The 1700-year-old gospel written in papyrus portrays Judas not as a betrayer but as a willing collaborator and Jesus’s closest ally. The gospel claims that it was Judas who understood best among the twelve apostles the nature of Christ’s mission and his need to be freed from his human body in order to fulfill the prophecy. On the night of the Last Supper, Judas received instructions from his Rabbi to hand him to the Roman authorities; doing so would place the beleaguered apostle above his peers in the eyes of his Lord. However, human history has a different valuation for Iscariot’s actions which reverberated throughout the ages.
The NGS documentary follows the trail of the gospel’s discovery at a burial cave in Egypt in 1978 by a farmer. The document reached the hands of an Egyptian antiquities dealer who lost it to thieves but eventually recovered it a few years later. In 1982, not knowing the religious significance of the codex, he tried to sell it to a team of experts in Coptic language who didn’t agree to pay for his asking price of $3 million. Failing to sell the codex, the trader stored the document inside a a bank vault in New York where it languished for 16 years and slowly degenerated into dust. In 2002, another collector bought the codex for the same price that the 1982 experts were only willing to offer– $300 thousand. After years of arduously putting together the tiny pieces of the document, 15% of which had already crumbled into dust, another team composed of scholars in the fields of Coptic, Gnostic and Physics traced the authenticity of the document through radiocarbon dating and deciphered the writings.

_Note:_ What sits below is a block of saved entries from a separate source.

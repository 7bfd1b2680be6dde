//! Lifecycle management subsystem.
//!
//! # Data Flow
//! ```text
//! Startup (startup.rs):
//!     Config → Metrics exporter → Bind listener → Serve
//!
//! Shutdown (shutdown.rs):
//!     Signal received → Stop accepting → Drain in-flight requests → Exit
//!
//! Signals (signals.rs):
//!     SIGTERM/SIGINT → Trigger graceful shutdown
//! ```
//!
//! # Design Decisions
//! - Fail fast: any startup error is fatal
//! - Listener binds last (traffic only when ready)

pub mod shutdown;
pub mod signals;
pub mod startup;

pub use shutdown::Shutdown;
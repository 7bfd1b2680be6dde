//! Observability subsystem.
//!
//! # Data Flow
//! ```text
//! Middleware and handlers produce:
//!     → logging.rs (structured log events via tracing)
//!     → metrics.rs (counters, histograms)
//!
//! Consumers:
//!     → stdout (pretty or JSON)
//!     → Metrics endpoint (Prometheus scrape)
//! ```
//!
//! # Design Decisions
//! - Request ID flows through every log line via the trace span
//! - Metric updates are atomic increments through the `metrics` facade
//! - Nothing is recorded unless an exporter is installed

pub mod logging;
pub mod metrics;
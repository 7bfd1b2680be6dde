//! Request path normalization.
//!
//! # Data Flow
//! ```text
//! Incoming path ("/chat/completions")
//!     → classifier.rs (already versioned? which family?)
//!     → tables.rs (ordered prefix scan: Gemini first, then OpenAI)
//!     → Return: unchanged path or "<marker>" + path
//! ```
//!
//! # Design Decisions
//! - Tables are compile-time constants, never mutated
//! - Literal prefix match, not path-segment match
//! - First match wins; Gemini table always consulted before OpenAI
//! - Total function: unrecognized paths pass through untouched

pub mod classifier;
pub mod tables;

pub use classifier::{ApiFamily, Classification, classify, classify_and_rewrite, is_versioned};
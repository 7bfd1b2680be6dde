//! OS signal handling.
//!
//! # Design Decisions
//! - Uses Tokio's signal handling (async-safe)
//! - A handler that fails to install never resolves rather than shutting down

use tokio::signal;

/// Resolve when Ctrl+C or (on unix) SIGTERM is received.
pub async fn shutdown_signal() {
    let ctrl_c = async {
        if let Err(e) = signal::ctrl_c().await {
            tracing::error!(error = %e, "Failed to install Ctrl+C handler");
            std::future::pending::<()>().await;
        }
    };

    #[cfg(unix)]
    let terminate = async {
        match signal::unix::signal(signal::unix::SignalKind::terminate()) {
            Ok(mut stream) => {
                stream.recv().await;
            }
            Err(e) => {
                tracing::error!(error = %e, "Failed to install SIGTERM handler");
                std::future::pending::<()>().await;
            }
        }
    };

    #[cfg(not(unix))]
    let terminate = std::future::pending::<()>();

    tokio::select! {
        _ = ctrl_c => tracing::info!("Received Ctrl+C"),
        _ = terminate => tracing::info!("Received SIGTERM"),
    }
}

The documentary feature tries to explain why Judas became the embodiment of things that the Western world viewed as negative among Jews and asserts the reasons why there are only four gospels in the New Testament when in fact as many as thirty gospels exist.
The feature is fascinating, if nothing else, and makes for an interesting topic of conversation among Christians. Unless, of course, one is debating with a hard-headed believer whose knowledge is one that is firmly confined to the teachings of whatever sect or group he belongs to.